> Data for analysis:
——

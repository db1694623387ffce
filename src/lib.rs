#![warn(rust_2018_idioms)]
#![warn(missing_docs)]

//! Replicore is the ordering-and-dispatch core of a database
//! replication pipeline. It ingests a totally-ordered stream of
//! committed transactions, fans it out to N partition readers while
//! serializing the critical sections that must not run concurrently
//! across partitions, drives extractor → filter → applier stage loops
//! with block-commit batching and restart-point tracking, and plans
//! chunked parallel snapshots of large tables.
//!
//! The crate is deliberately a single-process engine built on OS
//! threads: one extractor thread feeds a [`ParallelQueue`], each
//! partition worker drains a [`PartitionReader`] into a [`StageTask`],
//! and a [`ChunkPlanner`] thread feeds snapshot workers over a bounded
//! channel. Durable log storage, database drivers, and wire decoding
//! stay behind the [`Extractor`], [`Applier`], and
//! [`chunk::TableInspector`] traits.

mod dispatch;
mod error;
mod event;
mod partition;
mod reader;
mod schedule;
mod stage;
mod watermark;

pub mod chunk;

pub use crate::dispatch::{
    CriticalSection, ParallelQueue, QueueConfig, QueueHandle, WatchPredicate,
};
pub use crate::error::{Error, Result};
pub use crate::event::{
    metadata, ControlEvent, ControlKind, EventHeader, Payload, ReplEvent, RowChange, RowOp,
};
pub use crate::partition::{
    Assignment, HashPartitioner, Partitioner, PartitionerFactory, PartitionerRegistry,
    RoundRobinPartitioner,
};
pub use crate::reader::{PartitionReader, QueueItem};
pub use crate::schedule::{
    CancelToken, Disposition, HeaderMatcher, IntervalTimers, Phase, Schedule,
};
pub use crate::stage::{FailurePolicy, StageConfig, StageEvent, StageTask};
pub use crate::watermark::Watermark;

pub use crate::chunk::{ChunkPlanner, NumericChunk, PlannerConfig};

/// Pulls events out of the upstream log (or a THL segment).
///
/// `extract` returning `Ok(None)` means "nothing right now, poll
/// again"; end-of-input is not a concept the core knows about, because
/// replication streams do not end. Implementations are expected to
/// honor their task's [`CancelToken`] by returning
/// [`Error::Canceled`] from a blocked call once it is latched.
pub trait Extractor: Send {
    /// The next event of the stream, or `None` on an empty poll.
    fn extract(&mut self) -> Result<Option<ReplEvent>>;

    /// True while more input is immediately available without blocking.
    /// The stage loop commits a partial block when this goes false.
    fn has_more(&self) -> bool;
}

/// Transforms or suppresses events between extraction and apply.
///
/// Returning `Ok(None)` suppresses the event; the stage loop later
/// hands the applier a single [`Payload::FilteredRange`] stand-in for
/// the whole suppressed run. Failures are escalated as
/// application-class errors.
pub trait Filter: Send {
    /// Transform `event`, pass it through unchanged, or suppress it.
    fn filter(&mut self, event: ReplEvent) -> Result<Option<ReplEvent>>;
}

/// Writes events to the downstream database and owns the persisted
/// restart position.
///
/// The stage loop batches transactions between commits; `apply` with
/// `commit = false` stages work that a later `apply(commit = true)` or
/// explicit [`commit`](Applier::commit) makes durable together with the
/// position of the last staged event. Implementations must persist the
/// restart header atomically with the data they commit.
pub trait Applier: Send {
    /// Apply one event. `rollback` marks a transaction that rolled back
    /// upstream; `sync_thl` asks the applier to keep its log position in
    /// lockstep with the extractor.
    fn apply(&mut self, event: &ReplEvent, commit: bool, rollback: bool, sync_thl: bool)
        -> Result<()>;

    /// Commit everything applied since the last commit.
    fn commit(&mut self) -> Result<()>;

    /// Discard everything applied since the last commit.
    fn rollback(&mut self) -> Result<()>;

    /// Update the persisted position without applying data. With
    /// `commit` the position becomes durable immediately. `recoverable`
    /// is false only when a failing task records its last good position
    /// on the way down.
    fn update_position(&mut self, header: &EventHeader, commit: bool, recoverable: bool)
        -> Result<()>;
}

——

> Task prompt: Taking the lines of the listing one by one, count those that contain "replication", and answer with the number only.

> Task response: 2